== Segment start ==

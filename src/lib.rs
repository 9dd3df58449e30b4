//! Structural and documentation extraction for Fortran sources.
//!
//! ```no_run
//! use fortdoc::{extract_source, DocMarkers};
//!
//! let source = std::fs::read_to_string("math_utils.f90").unwrap();
//! let result = extract_source(&source, &DocMarkers::default());
//! for module in &result.model.modules {
//!     println!("{}: {:?}", module.name, module.doc);
//! }
//! ```

pub mod config;
pub mod docstring;
pub mod error;
pub mod extract;
pub mod model;
pub mod render;
pub mod syntax;
pub mod toc;

pub use config::DocMarkers;
pub use error::{ConfigError, Warning};
pub use extract::{extract, extract_source, Extraction, Strategy};
pub use model::DocumentationModel;
pub use syntax::{Node, NodeKind, SyntaxTree};
//! Statement-level front-end: logical lines → [`SyntaxTree`].
//!
//! Recursive descent over classified statements. Executable constructs are
//! not modelled; only program units, their specification / execution /
//! subprogram parts, derived types and interface blocks get structure.

use super::lines::{logical_lines, LogicalLine};
use super::stmt::{self, EndKind, ProcedureHeader, ProcedureKind, Statement, SubmoduleHeader, TypeHeader};
use super::{Node, NodeKind, SyntaxTree};

pub fn parse(source: &str) -> SyntaxTree {
    let lines = logical_lines(source);
    let mut parser = Parser { lines: &lines, pos: 0 };
    let mut root = Node::new(NodeKind::File, "", 0);
    while let Some(line) = parser.next() {
        let node = parser.top_level(line);
        root.push(node);
    }
    SyntaxTree::new(root)
}

struct Parser<'a> {
    lines: &'a [LogicalLine],
    pos: usize,
}

impl<'a> Parser<'a> {
    fn next(&mut self) -> Option<&'a LogicalLine> {
        let line = self.lines.get(self.pos)?;
        self.pos += 1;
        Some(line)
    }

    fn peek(&self) -> Option<&'a LogicalLine> {
        self.lines.get(self.pos)
    }

    fn top_level(&mut self, line: &'a LogicalLine) -> Node {
        if line.code.is_empty() {
            return leaf(line, NodeKind::Statement);
        }
        match stmt::classify(&line.code) {
            Statement::Module(name) => self.module(line, name),
            Statement::Submodule(header) => self.submodule(line, header),
            Statement::Procedure(header) => self.procedure(line, header),
            Statement::Program(name) => self.program(line, name),
            Statement::TypeDef(header) => self.derived_type(line, header),
            Statement::Interface => self.interface(line),
            other => leaf(line, leaf_kind(&other)),
        }
    }

    fn module(&mut self, line: &'a LogicalLine, name: Option<String>) -> Node {
        let mut node = Node::new(NodeKind::Module, line.code.as_str(), line.line);
        if let Some(name) = name {
            node.push(Node::new(NodeKind::Name, name, line.line));
        }
        push_inline_comment(&mut node, line);
        self.unit_body(&mut node, false);
        node
    }

    fn submodule(&mut self, line: &'a LogicalLine, header: SubmoduleHeader) -> Node {
        let mut node = Node::new(NodeKind::Submodule, line.code.as_str(), line.line);
        if let Some(name) = header.name {
            node.push(Node::new(NodeKind::Name, name, line.line));
        }
        node.push(Node::new(NodeKind::ParentName, header.parent, line.line));
        if let Some(ancestor) = header.ancestor {
            node.push(Node::new(NodeKind::AncestorName, ancestor, line.line));
        }
        push_inline_comment(&mut node, line);
        self.unit_body(&mut node, false);
        node
    }

    fn procedure(&mut self, line: &'a LogicalLine, header: ProcedureHeader) -> Node {
        let kind = match header.kind {
            ProcedureKind::Subroutine => NodeKind::Subroutine,
            ProcedureKind::Function => NodeKind::Function,
        };
        let mut node = Node::new(kind, line.code.as_str(), line.line);
        if let Some(name) = header.name {
            node.push(Node::new(NodeKind::Name, name, line.line));
        }
        if !header.prefix.is_empty() {
            node.push(Node::new(NodeKind::Prefix, header.prefix, line.line));
        }
        if !header.args.is_empty() {
            let mut list = Node::new(NodeKind::DummyArgList, header.args.join(", "), line.line);
            for arg in header.args {
                list.push(Node::new(NodeKind::Name, arg, line.line));
            }
            node.push(list);
        }
        if let Some(result) = header.result {
            node.push(Node::new(NodeKind::ResultName, result, line.line));
        }
        push_inline_comment(&mut node, line);
        self.unit_body(&mut node, true);
        node
    }

    fn program(&mut self, line: &'a LogicalLine, name: String) -> Node {
        let mut node = Node::new(NodeKind::Program, line.code.as_str(), line.line)
            .with_child(Node::new(NodeKind::Name, name, line.line));
        push_inline_comment(&mut node, line);
        self.unit_body(&mut node, true);
        node
    }

    /// Specification part, optional execution part, optional subprogram part
    /// and the closing `end`, appended to `node`.
    fn unit_body(&mut self, node: &mut Node, executable: bool) {
        let first = self.peek().map_or(node.line(), |l| l.line);
        let mut spec = Node::new(NodeKind::SpecificationPart, "", first);
        let mut exec: Option<Node> = None;

        while let Some(line) = self.next() {
            if line.code.is_empty() {
                let target = exec.as_mut().unwrap_or(&mut spec);
                target.push(leaf(line, NodeKind::Statement));
                continue;
            }
            let statement = stmt::classify(&line.code);
            match statement {
                Statement::End(kind) if !matches!(kind, EndKind::Type | EndKind::Interface) => {
                    node.push(spec);
                    node.extend_opt(exec);
                    node.push(leaf(line, NodeKind::EndStmt));
                    return;
                }
                Statement::Contains => {
                    node.push(spec);
                    node.extend_opt(exec);
                    let (part, end) = self.subprograms(line);
                    node.push(part);
                    node.extend_opt(end);
                    return;
                }
                Statement::TypeDef(header) if exec.is_none() => {
                    let ty = self.derived_type(line, header);
                    spec.push(ty);
                }
                Statement::Interface if exec.is_none() => {
                    let iface = self.interface(line);
                    spec.push(iface);
                }
                Statement::Procedure(header) => {
                    // procedure without a preceding `contains`
                    let proc = self.procedure(line, header);
                    exec.as_mut().unwrap_or(&mut spec).push(proc);
                }
                // stays in whichever part is open
                Statement::Directive => {
                    exec.as_mut().unwrap_or(&mut spec).push(leaf(line, NodeKind::Statement));
                }
                ref s if exec.is_none() && (s.is_specification() || !executable) => {
                    spec.push(leaf(line, leaf_kind(s)));
                }
                ref s => {
                    let part = exec.get_or_insert_with(|| {
                        Node::new(NodeKind::ExecutionPart, "", line.line)
                    });
                    part.push(leaf(line, leaf_kind(s)));
                }
            }
        }

        // end of file without `end`
        node.push(spec);
        node.extend_opt(exec);
    }

    fn subprograms(&mut self, contains: &'a LogicalLine) -> (Node, Option<Node>) {
        let mut part = Node::new(NodeKind::SubprogramPart, "", contains.line)
            .with_child(leaf(contains, NodeKind::Contains));

        while let Some(line) = self.next() {
            if line.code.is_empty() {
                part.push(leaf(line, NodeKind::Statement));
                continue;
            }
            match stmt::classify(&line.code) {
                Statement::Procedure(header) => {
                    let proc = self.procedure(line, header);
                    part.push(proc);
                }
                Statement::End(_) => return (part, Some(leaf(line, NodeKind::EndStmt))),
                other => part.push(leaf(line, leaf_kind(&other))),
            }
        }
        (part, None)
    }

    fn derived_type(&mut self, line: &'a LogicalLine, header: TypeHeader) -> Node {
        let mut node = Node::new(NodeKind::DerivedType, line.code.as_str(), line.line);
        if let Some(name) = header.name {
            node.push(Node::new(NodeKind::Name, name, line.line));
        }
        for attr in header.attributes {
            node.push(Node::new(NodeKind::Attribute, attr, line.line));
        }
        push_inline_comment(&mut node, line);

        let mut body = Node::new(NodeKind::Body, "", line.line + 1);
        while let Some(next) = self.peek() {
            if next.code.is_empty() {
                self.pos += 1;
                body.push(leaf(next, NodeKind::Statement));
                continue;
            }
            match stmt::classify(&next.code) {
                Statement::End(EndKind::Type) => {
                    self.pos += 1;
                    node.push(body);
                    node.push(leaf(next, NodeKind::EndStmt));
                    return node;
                }
                // unterminated type: leave the unit's `end` to the caller
                Statement::End(_) => break,
                Statement::Contains => {
                    self.pos += 1;
                    body.push(leaf(next, NodeKind::Contains));
                }
                Statement::Declaration(_) => {
                    self.pos += 1;
                    body.push(leaf(next, NodeKind::Declaration));
                }
                _ => {
                    self.pos += 1;
                    body.push(leaf(next, NodeKind::Statement));
                }
            }
        }
        node.push(body);
        node
    }

    /// Interface blocks are kept opaque: every statement up to `end interface`
    /// becomes a flat child.
    fn interface(&mut self, line: &'a LogicalLine) -> Node {
        let mut node = Node::new(NodeKind::Interface, line.code.as_str(), line.line);
        while let Some(next) = self.next() {
            if !next.code.is_empty()
                && stmt::parse_end(&next.code) == Some(EndKind::Interface)
            {
                node.push(leaf(next, NodeKind::EndStmt));
                break;
            }
            node.push(leaf(next, NodeKind::Statement));
        }
        node
    }
}

impl Node {
    fn extend_opt(&mut self, child: Option<Node>) {
        if let Some(child) = child {
            self.push(child);
        }
    }
}

fn leaf_kind(statement: &Statement) -> NodeKind {
    match statement {
        Statement::Declaration(_) => NodeKind::Declaration,
        Statement::Access(_) => NodeKind::AccessStmt,
        Statement::Contains => NodeKind::Contains,
        Statement::End(_) => NodeKind::EndStmt,
        _ => NodeKind::Statement,
    }
}

/// Leaf node for a logical line. Comment-only and blank lines become
/// `Comment` / `Blank` regardless of `kind`.
fn leaf(line: &LogicalLine, kind: NodeKind) -> Node {
    if line.is_blank() {
        return Node::new(NodeKind::Blank, "", line.line);
    }
    if line.is_comment() {
        let text = line.comment.as_deref().unwrap_or_default();
        return Node::new(NodeKind::Comment, text, line.line);
    }
    let mut node = Node::new(kind, line.code.as_str(), line.line);
    push_inline_comment(&mut node, line);
    node
}

fn push_inline_comment(node: &mut Node, line: &LogicalLine) {
    if let Some(comment) = line.inline_comment() {
        node.push(Node::new(NodeKind::Comment, comment, line.line));
    }
}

== Segment end ==

Read through the material above, and whenever a line contains "only", copy it.

** Solution **
//! not modelled; only program units, their specification / execution /
/// Leaf node for a logical line. Comment-only and blank lines become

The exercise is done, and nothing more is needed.